Task instructions:
Look for the string "common" in the listing. Copy each line that has it.
*** Data section Section Begins ***
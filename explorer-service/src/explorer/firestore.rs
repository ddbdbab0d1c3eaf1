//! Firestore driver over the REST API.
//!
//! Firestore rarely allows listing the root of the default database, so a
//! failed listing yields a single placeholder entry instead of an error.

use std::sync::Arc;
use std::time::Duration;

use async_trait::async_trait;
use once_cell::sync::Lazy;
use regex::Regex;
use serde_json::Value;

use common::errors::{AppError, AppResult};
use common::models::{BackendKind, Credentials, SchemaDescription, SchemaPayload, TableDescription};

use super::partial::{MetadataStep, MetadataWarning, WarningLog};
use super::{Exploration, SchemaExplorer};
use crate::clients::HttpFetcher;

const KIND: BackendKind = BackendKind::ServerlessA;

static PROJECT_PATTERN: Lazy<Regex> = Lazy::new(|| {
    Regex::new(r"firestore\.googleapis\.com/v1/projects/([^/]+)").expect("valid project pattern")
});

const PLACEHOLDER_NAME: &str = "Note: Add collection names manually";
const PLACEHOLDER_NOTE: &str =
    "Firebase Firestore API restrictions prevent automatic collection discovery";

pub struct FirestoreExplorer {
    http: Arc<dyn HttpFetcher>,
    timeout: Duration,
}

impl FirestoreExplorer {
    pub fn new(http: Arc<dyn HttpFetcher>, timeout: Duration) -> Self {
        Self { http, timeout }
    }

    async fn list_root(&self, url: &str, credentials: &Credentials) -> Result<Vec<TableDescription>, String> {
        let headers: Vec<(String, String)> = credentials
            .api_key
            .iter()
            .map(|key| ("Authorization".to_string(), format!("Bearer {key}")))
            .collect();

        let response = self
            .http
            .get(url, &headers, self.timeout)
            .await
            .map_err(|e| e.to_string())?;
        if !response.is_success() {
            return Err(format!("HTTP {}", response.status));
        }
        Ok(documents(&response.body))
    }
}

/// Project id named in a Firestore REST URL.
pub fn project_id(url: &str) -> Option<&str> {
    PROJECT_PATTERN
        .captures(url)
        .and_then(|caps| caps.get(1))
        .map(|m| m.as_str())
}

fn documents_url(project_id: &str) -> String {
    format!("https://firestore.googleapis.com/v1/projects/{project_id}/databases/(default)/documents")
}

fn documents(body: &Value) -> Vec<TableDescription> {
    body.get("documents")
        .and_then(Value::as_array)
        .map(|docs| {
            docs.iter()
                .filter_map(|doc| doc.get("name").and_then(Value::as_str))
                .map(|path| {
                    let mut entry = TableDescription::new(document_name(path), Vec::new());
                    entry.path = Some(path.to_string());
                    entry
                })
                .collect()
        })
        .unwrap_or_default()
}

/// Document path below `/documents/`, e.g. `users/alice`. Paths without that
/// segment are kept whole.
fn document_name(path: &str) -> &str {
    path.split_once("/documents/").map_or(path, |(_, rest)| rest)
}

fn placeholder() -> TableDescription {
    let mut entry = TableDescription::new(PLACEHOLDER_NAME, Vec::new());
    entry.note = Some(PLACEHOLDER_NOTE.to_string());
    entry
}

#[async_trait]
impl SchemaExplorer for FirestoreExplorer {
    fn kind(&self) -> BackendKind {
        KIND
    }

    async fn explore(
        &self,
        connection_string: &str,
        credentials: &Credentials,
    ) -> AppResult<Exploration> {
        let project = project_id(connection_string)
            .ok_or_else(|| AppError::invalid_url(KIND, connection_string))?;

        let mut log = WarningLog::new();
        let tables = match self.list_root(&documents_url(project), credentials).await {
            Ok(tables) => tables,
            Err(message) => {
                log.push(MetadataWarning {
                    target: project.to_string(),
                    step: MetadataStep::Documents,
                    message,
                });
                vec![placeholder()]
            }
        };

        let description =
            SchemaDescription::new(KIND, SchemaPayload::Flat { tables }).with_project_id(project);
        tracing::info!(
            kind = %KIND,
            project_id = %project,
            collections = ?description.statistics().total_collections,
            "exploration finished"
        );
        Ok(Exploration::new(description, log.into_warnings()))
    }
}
*** Data section Section Ends ***
Your response:
use common::errors::{AppError, AppResult};
use common::models::{BackendKind, Credentials, SchemaDescription, SchemaPayload, TableDescription};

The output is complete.